◆ **EXERCISE INSTRUCTIONS**: How do the lines below between the ones holding "self.write_pending_attributes(id)" and "pub fn set_text(&mut", inclusive, read? Give them again exactly, with no other lines.

◆ **Dataset entries**:
-----
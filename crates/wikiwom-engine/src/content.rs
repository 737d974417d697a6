//! # Child Operations
//!
//! DOM-style structural edits on the WOM, each mirrored onto the AST
//! container that holds the parent's children:
//!
//! | parent                   | AST container                      |
//! |--------------------------|------------------------------------|
//! | body                     | the page content list              |
//! | native p / b / i         | the node's content list            |
//! | page link                | the link title list                |
//! | generic element          | the `XmlElement` body list         |
//!
//! Every check (content model, membership, attachment) runs before the AST
//! is touched, and the AST is edited before the WOM so that a failing AST
//! operation leaves the WOM as it was.
//!
//! Removing or replacing a subtree that holds category links moves those
//! categories to the end of the page instead of dropping them.

use log::debug;
use wikiwom_syntax::{Ast, NodeId, NodeKind};

use crate::document::{ElementRepr, WomDocument, WomId, WomKind};
use crate::error::{Result, WomError};
use crate::toolbox;
use crate::validate;

/// Which children an element accepts.
#[derive(Debug, Clone, Copy, PartialEq, Eq)]
pub enum ContentModel {
    /// Block and inline content
    Flow,
    Inline,
    /// Inline content except further links
    LinkTitle,
    /// No children at all
    Empty,
}

impl ContentModel {
    /// `None` for nodes whose children cannot be edited through the child
    /// operations: the page, categories and leaves.
    pub fn of(kind: WomKind) -> Option<ContentModel> {
        match kind {
            WomKind::Body | WomKind::Div => Some(ContentModel::Flow),
            WomKind::Paragraph | WomKind::Bold | WomKind::Italics => Some(ContentModel::Inline),
            WomKind::PageLink => Some(ContentModel::LinkTitle),
            WomKind::HorizontalRule => Some(ContentModel::Empty),
            WomKind::Page
            | WomKind::Category
            | WomKind::Text
            | WomKind::Comment
            | WomKind::Opaque => None,
        }
    }

    pub fn accepts(self, kind: WomKind) -> bool {
        let inline = matches!(
            kind,
            WomKind::Text | WomKind::Comment | WomKind::Bold | WomKind::Italics | WomKind::Opaque
        );
        match self {
            ContentModel::Flow => {
                inline
                    || matches!(
                        kind,
                        WomKind::PageLink
                            | WomKind::Paragraph
                            | WomKind::HorizontalRule
                            | WomKind::Div
                    )
            }
            ContentModel::Inline => inline || kind == WomKind::PageLink,
            ContentModel::LinkTitle => inline,
            ContentModel::Empty => false,
        }
    }
}

#[derive(Debug, Clone, Copy)]
enum Position {
    First,
    Last,
    Before(WomId),
    After(WomId),
}

/// Turn a native paragraph, bold, italics or rule node into the equivalent
/// `XmlElement`.
///
/// The content items move into the new element's body and the old content
/// list is left empty. The caller is responsible for putting the new node
/// where the old one was.
pub fn native_to_generic(ast: &mut Ast, kind: WomKind, native: NodeId) -> Result<NodeId> {
    let tag = kind.tag().ok_or_else(|| {
        WomError::invariant(format!("<{}> has no XML form", kind.node_name()))
    })?;
    let content = match ast.kind(native)? {
        NodeKind::Paragraph { content }
        | NodeKind::Bold { content }
        | NodeKind::Italics { content } => Some(*content),
        NodeKind::HorizontalRule => None,
        other => {
            return Err(WomError::invariant(format!(
                "cannot convert a {} node to <{tag}>",
                other.name()
            )));
        }
    };
    let (items, empty) = match content {
        Some(content) => (std::mem::take(ast.list_mut(content)?), false),
        None => (Vec::new(), true),
    };
    let attributes = ast.new_list(Vec::new());
    let body = ast.new_list(items);
    let element = ast.alloc(NodeKind::XmlElement {
        name: tag.to_string(),
        empty,
        attributes,
        body,
    });
    ast.set_rtd(element, Some(toolbox::xml_element_rtd(tag, empty)))?;
    Ok(element)
}

impl WomDocument {
    /// The AST list holding the children of `parent`.
    pub(crate) fn child_container(&self, parent: WomId) -> Result<NodeId> {
        let node = self.node(parent)?;
        let container = match (node.kind, node.repr) {
            (WomKind::Body, Some(ElementRepr::Native(list))) => Some(list),
            (_, Some(ElementRepr::Generic(element))) => match self.ast.kind(element)? {
                NodeKind::XmlElement { body, .. } => Some(*body),
                _ => None,
            },
            (_, Some(ElementRepr::Native(native))) => match self.ast.kind(native)? {
                NodeKind::Paragraph { content }
                | NodeKind::Bold { content }
                | NodeKind::Italics { content } => Some(*content),
                NodeKind::InternalLink { title, .. } => Some(*title),
                _ => None,
            },
            (_, None) => None,
        };
        container.ok_or_else(|| WomError::invariant(format!("{parent} has no child container")))
    }

    fn content_model(&self, parent: WomId) -> Result<ContentModel> {
        let kind = self.kind(parent)?;
        match kind {
            WomKind::Page => Err(WomError::unsupported(
                "the page's children are its body and its categories",
            )),
            WomKind::Category => Err(WomError::unsupported("categories have no children")),
            _ => ContentModel::of(kind).ok_or_else(|| {
                WomError::ContentModel(format!("<{}> cannot have children", kind.node_name()))
            }),
        }
    }

    fn check_insertable(&self, parent: WomId, child: WomId) -> Result<()> {
        let model = self.content_model(parent)?;
        let kind = self.kind(child)?;
        match kind {
            WomKind::Category => {
                return Err(WomError::unsupported(
                    "categories are added through the page's category operations",
                ));
            }
            WomKind::Page | WomKind::Body => {
                return Err(WomError::unsupported(format!(
                    "<{}> cannot be moved",
                    kind.node_name()
                )));
            }
            _ => {}
        }
        if self.parent(child)?.is_some() {
            return Err(WomError::unsupported(format!(
                "{child} is already attached; remove it first"
            )));
        }
        if self.is_ancestor_or_self(child, parent)? {
            return Err(WomError::validation(format!(
                "cannot insert {child} into its own subtree"
            )));
        }
        if !model.accepts(kind) {
            return Err(WomError::ContentModel(format!(
                "<{}> does not accept <{}>",
                self.kind(parent)?.node_name(),
                kind.node_name()
            )));
        }
        Ok(())
    }

    fn child_index(&self, parent: WomId, child: WomId) -> Result<usize> {
        self.children(parent)?
            .iter()
            .position(|c| *c == child)
            .ok_or_else(|| WomError::validation(format!("{child} is not a child of {parent}")))
    }

    fn insert(&mut self, parent: WomId, child: WomId, position: Position) -> Result<()> {
        self.check_insertable(parent, child)?;
        let index = match position {
            Position::First => 0,
            Position::Last => self.children(parent)?.len(),
            Position::Before(reference) => self.child_index(parent, reference)?,
            Position::After(reference) => self.child_index(parent, reference)? + 1,
        };

        let container = self.child_container(parent)?;
        let node = self.native_node(child)?;
        match position {
            Position::First => toolbox::prepend(&mut self.ast, container, node)?,
            Position::Last => toolbox::append(&mut self.ast, container, node)?,
            Position::Before(reference) => {
                let reference = self.native_node(reference)?;
                toolbox::insert_before(&mut self.ast, container, node, reference)?
            }
            Position::After(reference) => {
                let reference = self.native_node(reference)?;
                toolbox::insert_after(&mut self.ast, container, node, reference)?
            }
        }

        self.node_mut(parent)?.children.insert(index, child);
        self.node_mut(child)?.parent = Some(parent);
        self.refresh_glue(parent)
    }

    pub fn append_child(&mut self, parent: WomId, child: WomId) -> Result<()> {
        self.insert(parent, child, Position::Last)
    }

    pub fn prepend_child(&mut self, parent: WomId, child: WomId) -> Result<()> {
        self.insert(parent, child, Position::First)
    }

    /// Insert `child` right before `reference`, which must be a child of
    /// `parent`.
    pub fn insert_before(&mut self, parent: WomId, child: WomId, reference: WomId) -> Result<()> {
        self.insert(parent, child, Position::Before(reference))
    }

    pub fn insert_after(&mut self, parent: WomId, child: WomId, reference: WomId) -> Result<()> {
        self.insert(parent, child, Position::After(reference))
    }

    /// Detach `child` from `parent`. The node stays valid and can be
    /// inserted again.
    pub fn remove_child(&mut self, parent: WomId, child: WomId) -> Result<()> {
        self.content_model(parent)?;
        let index = self.child_index(parent, child)?;
        let container = self.child_container(parent)?;
        let node = self.native_node(child)?;
        toolbox::remove(&mut self.ast, container, node)?;

        self.node_mut(parent)?.children.remove(index);
        self.node_mut(child)?.parent = None;
        self.refresh_glue(parent)?;
        self.reattach_categories_below(node)
    }

    /// Put `new` in the place of `old`, which must be a child of `parent`.
    pub fn replace_child(&mut self, parent: WomId, new: WomId, old: WomId) -> Result<()> {
        self.check_insertable(parent, new)?;
        let index = self.child_index(parent, old)?;
        let container = self.child_container(parent)?;
        let (old_node, new_node) = (self.native_node(old)?, self.native_node(new)?);
        toolbox::replace(&mut self.ast, container, old_node, new_node)?;

        self.node_mut(parent)?.children[index] = new;
        self.node_mut(new)?.parent = Some(parent);
        self.node_mut(old)?.parent = None;
        self.refresh_glue(parent)?;
        self.reattach_categories_below(old_node)
    }

    /// Fix up glue that depends on whether a container is empty: `<x />`
    /// must become `<x></x>` once it has children, and a link title needs a
    /// pipe exactly when it is non-empty.
    fn refresh_glue(&mut self, parent: WomId) -> Result<()> {
        let Some(repr) = self.node(parent)?.repr else {
            return Ok(());
        };
        let node = repr.node();
        match self.ast.kind(node)? {
            NodeKind::XmlElement {
                name, empty: true, body, ..
            } if !self.ast.list(*body)?.is_empty() => {
                let rtd = toolbox::xml_element_rtd(name, false);
                if let NodeKind::XmlElement { empty, .. } = self.ast.kind_mut(node)? {
                    *empty = false;
                }
                self.ast.set_rtd(node, Some(rtd))?;
            }
            NodeKind::InternalLink { target, title } => {
                let titled = !self.ast.list(*title)?.is_empty();
                let piped = self
                    .ast
                    .rtd(node)?
                    .and_then(|rtd| rtd.slot(0))
                    .is_some_and(|head| head.ends_with('|'));
                if titled != piped {
                    let rtd = toolbox::internal_link_rtd(target, titled);
                    self.ast.set_rtd(node, Some(rtd))?;
                }
            }
            _ => {}
        }
        Ok(())
    }

    /// Switch a native element to its XML representation, in place.
    ///
    /// Attributes already in the store are written to the new element. An
    /// element that is already generic is left alone.
    pub fn promote(&mut self, id: WomId) -> Result<()> {
        let node = self.node(id)?;
        let native = match node.repr {
            Some(ElementRepr::Native(native)) => native,
            Some(ElementRepr::Generic(_)) => return Ok(()),
            None => {
                return Err(WomError::unsupported(format!(
                    "<{}> has no XML form",
                    node.kind.node_name()
                )));
            }
        };
        let (kind, parent) = (node.kind, node.parent);
        let container = parent.map(|p| self.child_container(p)).transpose()?;
        let old_content = self.child_container(id).ok();

        let element = native_to_generic(&mut self.ast, kind, native)?;
        if let Some(container) = container {
            toolbox::replace(&mut self.ast, container, native, element)?;
        }
        self.node_mut(id)?.repr = Some(ElementRepr::Generic(element));
        if let Some(old_content) = old_content {
            let body = self.child_container(id)?;
            self.move_analogs(old_content, body);
        }
        debug!("Converted <{}> {id} to its XML form", kind.node_name());
        self.write_pending_attributes(id)
    }

    /// Replace the text of a text node.
    ///
    /// Text read from a line break or a character reference is backed by that
    /// node; it is swapped for a plain text node.
    pub fn set_text(&mut self, id: WomId, text: &str) -> Result<()> {
        if self.kind(id)? != WomKind::Text {
            return Err(WomError::unsupported(format!(
                "<{}> is not a text node",
                self.kind(id)?.node_name()
            )));
        }
        let node = self.native_node(id)?;
        if let NodeKind::Text(current) = self.ast.kind_mut(node)? {
            *current = text.to_string();
            return Ok(());
        }

        let container = self
            .parent(id)?
            .map(|parent| self.child_container(parent))
            .transpose()?;
        let replacement = self.ast.alloc(NodeKind::Text(text.to_string()));
        if let Some(container) = container {
            toolbox::replace(&mut self.ast, container, node, replacement)?;
        }
        self.node_mut(id)?.repr = Some(ElementRepr::Native(replacement));
        Ok(())
    }

    pub fn set_comment_text(&mut self, id: WomId, text: &str) -> Result<()> {
        if self.kind(id)? != WomKind::Comment {
            return Err(WomError::unsupported(format!(
                "<{}> is not a comment",
                self.kind(id)?.node_name()
            )));
        }
        validate::check_valid_comment_text(text)?;
        let node = self.native_node(id)?;
        if let NodeKind::XmlComment(current) = self.ast.kind_mut(node)? {
            *current = text.to_string();
        }
        self.ast.set_rtd(node, Some(toolbox::comment_rtd(text)))?;
        Ok(())
    }
}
-----
◆ **RESULT OF THE EXERCISE**:
        self.write_pending_attributes(id)
    }

    /// Replace the text of a text node.
    ///
    /// Text read from a line break or a character reference is backed by that
    /// node; it is swapped for a plain text node.
    pub fn set_text(&mut self, id: WomId, text: &str) -> Result<()> {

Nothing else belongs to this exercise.